Provided information:
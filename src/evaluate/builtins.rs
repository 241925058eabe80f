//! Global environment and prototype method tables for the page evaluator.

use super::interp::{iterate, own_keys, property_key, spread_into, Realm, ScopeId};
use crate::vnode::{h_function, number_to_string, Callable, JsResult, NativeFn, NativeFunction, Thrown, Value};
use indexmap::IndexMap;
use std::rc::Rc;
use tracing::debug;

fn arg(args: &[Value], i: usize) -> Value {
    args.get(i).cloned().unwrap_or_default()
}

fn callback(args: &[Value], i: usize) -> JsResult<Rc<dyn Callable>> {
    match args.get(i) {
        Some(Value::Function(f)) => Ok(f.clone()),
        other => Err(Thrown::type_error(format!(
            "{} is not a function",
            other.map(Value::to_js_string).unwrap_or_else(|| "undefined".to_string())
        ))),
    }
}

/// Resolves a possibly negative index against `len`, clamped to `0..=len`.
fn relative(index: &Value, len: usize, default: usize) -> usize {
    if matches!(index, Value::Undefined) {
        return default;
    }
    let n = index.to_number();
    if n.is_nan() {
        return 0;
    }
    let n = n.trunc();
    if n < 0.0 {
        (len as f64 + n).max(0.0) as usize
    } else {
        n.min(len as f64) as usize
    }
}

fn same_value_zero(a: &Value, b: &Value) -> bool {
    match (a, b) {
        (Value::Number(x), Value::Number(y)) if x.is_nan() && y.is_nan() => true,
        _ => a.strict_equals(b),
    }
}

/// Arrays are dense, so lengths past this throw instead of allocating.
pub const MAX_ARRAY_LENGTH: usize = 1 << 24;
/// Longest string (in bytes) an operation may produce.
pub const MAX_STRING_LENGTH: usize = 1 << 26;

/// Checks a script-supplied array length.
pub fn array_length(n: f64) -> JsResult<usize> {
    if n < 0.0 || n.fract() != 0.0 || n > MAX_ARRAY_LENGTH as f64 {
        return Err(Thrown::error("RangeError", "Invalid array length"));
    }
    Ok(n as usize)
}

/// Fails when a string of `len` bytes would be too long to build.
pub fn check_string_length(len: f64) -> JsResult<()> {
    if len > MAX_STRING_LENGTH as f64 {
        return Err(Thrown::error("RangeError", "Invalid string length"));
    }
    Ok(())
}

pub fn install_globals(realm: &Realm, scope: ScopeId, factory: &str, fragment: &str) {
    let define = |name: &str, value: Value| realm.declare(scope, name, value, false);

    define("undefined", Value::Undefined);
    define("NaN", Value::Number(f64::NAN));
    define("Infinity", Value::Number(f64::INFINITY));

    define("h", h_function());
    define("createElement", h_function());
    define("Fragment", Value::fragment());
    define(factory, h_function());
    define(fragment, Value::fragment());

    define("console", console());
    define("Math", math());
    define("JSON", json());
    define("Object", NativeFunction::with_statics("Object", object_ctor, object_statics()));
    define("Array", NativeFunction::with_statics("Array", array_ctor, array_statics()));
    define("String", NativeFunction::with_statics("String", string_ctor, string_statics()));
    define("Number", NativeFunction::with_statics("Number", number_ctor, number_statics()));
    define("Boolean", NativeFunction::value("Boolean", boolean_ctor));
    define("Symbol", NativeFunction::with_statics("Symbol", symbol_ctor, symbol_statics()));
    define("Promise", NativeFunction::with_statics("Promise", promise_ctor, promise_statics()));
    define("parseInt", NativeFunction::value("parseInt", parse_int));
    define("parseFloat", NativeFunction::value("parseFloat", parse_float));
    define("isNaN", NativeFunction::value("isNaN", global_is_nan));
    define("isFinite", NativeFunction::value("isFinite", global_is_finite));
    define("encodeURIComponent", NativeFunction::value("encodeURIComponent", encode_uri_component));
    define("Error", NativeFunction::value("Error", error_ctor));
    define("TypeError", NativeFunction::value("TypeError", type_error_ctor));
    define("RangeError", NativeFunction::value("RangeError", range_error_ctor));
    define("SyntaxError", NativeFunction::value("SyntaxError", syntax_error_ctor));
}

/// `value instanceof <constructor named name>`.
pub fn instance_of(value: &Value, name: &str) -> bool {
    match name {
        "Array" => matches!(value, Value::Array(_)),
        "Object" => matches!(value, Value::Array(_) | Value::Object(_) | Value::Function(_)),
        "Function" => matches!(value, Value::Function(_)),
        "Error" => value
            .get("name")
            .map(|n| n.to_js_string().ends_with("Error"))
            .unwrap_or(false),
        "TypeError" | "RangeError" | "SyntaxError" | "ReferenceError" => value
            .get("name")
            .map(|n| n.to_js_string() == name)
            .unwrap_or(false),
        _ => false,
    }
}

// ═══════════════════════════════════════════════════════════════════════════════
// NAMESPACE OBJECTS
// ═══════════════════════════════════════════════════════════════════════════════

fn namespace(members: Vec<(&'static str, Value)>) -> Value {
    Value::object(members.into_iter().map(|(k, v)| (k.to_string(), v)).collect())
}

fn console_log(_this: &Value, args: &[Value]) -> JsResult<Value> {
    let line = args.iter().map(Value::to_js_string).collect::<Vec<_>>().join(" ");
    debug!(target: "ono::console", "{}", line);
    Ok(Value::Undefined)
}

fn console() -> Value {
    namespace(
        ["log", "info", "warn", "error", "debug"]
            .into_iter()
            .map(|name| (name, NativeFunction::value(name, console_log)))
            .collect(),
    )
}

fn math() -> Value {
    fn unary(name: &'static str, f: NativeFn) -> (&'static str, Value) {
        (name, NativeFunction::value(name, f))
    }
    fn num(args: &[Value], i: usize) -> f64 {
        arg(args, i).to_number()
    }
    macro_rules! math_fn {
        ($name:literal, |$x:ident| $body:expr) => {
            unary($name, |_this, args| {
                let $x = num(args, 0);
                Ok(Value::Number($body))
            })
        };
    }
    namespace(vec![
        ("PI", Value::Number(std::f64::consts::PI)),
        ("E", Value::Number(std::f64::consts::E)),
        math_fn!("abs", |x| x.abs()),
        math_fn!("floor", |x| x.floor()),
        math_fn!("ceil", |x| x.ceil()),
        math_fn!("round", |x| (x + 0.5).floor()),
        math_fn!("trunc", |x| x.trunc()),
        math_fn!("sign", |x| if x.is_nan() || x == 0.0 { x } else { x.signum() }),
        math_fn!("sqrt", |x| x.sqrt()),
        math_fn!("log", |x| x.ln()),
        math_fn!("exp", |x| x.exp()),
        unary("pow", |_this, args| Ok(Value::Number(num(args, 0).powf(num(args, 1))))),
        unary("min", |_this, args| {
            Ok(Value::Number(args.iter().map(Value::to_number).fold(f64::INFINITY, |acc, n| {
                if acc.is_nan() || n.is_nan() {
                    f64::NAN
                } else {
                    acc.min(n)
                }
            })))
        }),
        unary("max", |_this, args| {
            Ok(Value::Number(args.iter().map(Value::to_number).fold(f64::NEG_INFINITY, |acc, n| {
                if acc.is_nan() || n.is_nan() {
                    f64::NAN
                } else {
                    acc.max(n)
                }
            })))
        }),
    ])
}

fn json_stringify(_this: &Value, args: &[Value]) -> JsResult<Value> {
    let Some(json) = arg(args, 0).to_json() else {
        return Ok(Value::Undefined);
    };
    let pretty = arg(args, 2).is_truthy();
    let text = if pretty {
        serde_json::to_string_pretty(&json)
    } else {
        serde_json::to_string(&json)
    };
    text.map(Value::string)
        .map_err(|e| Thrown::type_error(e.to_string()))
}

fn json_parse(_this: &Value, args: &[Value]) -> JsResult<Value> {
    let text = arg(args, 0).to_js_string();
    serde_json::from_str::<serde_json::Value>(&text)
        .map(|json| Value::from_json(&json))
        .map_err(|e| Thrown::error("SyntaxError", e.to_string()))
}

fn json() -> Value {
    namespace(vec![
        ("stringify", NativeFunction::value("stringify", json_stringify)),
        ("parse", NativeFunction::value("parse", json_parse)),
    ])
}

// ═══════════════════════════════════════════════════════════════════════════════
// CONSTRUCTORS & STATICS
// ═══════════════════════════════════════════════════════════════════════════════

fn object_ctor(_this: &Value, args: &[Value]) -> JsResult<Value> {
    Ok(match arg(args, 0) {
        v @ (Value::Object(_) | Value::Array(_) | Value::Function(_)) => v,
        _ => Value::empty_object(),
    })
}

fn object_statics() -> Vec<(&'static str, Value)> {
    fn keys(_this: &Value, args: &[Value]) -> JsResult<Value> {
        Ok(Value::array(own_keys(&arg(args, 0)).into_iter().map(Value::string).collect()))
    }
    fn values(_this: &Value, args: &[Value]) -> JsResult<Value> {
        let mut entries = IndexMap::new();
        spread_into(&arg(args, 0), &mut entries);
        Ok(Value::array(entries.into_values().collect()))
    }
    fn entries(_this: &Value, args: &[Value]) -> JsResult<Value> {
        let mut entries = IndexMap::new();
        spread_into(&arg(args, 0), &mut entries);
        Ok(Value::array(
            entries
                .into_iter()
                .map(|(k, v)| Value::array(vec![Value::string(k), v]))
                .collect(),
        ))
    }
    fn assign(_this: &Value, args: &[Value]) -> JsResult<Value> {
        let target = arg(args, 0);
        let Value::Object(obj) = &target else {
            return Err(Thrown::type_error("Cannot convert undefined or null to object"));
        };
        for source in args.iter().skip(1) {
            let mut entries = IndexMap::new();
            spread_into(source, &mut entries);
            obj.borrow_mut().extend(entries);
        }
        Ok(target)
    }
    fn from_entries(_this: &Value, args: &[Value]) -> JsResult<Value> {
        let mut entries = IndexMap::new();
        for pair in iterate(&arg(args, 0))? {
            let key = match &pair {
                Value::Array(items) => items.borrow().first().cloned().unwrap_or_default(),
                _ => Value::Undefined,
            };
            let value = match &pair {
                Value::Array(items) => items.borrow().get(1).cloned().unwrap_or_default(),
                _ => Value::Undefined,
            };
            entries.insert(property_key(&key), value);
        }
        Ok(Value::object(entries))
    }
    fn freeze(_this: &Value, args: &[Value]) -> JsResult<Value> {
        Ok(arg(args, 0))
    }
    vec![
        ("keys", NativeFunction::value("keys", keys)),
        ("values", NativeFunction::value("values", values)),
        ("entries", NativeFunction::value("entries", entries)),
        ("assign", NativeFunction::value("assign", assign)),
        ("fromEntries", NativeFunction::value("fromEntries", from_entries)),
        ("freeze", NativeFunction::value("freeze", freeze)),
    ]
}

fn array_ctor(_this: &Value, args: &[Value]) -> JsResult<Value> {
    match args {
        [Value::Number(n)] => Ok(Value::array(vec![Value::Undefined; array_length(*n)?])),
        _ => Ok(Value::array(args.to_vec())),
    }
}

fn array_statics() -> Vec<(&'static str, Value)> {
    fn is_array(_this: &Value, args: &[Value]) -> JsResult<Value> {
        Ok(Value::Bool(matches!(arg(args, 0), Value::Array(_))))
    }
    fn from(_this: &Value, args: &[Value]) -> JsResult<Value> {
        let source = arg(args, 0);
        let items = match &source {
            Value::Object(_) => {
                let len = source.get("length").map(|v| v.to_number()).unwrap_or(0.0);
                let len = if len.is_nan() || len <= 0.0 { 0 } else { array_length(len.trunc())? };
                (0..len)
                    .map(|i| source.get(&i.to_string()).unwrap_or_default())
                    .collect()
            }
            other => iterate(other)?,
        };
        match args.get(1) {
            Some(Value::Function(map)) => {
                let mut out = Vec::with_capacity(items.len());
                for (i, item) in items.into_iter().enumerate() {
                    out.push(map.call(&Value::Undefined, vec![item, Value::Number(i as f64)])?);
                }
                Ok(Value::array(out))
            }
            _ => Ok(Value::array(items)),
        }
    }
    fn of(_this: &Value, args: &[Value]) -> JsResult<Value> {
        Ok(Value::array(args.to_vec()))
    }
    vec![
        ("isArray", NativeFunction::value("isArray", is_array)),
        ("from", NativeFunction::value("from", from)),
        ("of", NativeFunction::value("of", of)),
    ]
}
...
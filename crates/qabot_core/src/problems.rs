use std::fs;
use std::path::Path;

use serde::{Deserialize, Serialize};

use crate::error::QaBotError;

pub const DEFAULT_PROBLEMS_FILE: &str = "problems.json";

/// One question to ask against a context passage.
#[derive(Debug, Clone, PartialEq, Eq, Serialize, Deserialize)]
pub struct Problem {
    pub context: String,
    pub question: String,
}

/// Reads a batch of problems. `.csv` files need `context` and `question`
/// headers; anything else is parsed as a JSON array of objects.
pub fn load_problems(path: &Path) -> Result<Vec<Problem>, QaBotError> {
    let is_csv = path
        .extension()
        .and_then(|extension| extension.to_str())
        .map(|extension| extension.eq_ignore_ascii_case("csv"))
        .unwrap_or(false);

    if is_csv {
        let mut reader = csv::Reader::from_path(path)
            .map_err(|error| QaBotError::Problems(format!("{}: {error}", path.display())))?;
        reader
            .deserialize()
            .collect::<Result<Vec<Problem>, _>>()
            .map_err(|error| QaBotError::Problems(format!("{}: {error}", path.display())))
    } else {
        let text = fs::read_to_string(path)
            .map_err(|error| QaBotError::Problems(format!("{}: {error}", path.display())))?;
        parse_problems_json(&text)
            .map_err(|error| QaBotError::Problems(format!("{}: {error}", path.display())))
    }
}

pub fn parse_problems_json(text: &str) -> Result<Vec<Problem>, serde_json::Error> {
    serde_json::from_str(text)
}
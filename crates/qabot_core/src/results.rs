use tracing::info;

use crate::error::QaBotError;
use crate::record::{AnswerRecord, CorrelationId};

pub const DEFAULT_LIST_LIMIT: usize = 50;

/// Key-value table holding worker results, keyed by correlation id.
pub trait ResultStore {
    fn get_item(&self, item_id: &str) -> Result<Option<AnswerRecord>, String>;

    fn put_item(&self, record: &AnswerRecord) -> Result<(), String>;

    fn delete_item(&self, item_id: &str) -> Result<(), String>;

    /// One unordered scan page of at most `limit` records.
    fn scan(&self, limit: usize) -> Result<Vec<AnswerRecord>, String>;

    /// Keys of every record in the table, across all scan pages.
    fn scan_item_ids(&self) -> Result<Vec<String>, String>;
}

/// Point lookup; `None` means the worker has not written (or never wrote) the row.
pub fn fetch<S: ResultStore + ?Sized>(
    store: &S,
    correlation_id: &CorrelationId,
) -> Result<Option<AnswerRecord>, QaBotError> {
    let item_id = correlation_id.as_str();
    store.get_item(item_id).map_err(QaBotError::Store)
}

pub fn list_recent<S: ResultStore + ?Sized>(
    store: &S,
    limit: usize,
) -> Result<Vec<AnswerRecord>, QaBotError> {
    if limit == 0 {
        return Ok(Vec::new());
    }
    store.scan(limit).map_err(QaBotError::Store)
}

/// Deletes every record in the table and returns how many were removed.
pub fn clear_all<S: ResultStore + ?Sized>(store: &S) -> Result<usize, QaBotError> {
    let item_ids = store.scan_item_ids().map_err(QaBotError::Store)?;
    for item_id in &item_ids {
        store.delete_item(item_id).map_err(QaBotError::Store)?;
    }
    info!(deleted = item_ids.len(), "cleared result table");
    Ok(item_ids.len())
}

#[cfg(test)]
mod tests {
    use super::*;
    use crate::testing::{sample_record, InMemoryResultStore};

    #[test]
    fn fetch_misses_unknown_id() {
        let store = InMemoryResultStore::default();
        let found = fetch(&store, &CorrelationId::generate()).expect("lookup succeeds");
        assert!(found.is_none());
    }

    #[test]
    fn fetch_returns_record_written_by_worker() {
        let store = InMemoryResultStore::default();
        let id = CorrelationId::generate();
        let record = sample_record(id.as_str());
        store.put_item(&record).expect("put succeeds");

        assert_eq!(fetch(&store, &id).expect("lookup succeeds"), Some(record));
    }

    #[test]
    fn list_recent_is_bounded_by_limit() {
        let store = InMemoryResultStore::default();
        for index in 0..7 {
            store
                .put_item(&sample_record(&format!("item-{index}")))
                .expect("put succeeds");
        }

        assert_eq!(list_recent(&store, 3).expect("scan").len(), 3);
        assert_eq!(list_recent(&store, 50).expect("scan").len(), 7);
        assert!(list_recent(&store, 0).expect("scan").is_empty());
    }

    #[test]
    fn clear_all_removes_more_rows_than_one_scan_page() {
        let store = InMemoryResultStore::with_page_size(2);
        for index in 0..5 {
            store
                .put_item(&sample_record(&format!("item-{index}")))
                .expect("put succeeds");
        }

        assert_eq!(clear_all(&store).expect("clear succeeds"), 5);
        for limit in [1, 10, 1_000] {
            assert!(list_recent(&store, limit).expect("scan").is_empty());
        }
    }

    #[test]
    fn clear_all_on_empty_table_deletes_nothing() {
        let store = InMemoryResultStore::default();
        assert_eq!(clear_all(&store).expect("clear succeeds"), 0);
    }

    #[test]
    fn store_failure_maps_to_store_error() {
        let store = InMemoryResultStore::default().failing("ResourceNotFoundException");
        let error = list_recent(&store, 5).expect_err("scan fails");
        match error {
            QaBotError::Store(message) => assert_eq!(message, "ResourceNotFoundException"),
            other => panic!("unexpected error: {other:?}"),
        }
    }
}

To do:
Copy every line of the listing where the word "super" appears.

Output below:
use super::interp::{iterate, own_keys, property_key, spread_into, Realm, ScopeId};
    use super::*;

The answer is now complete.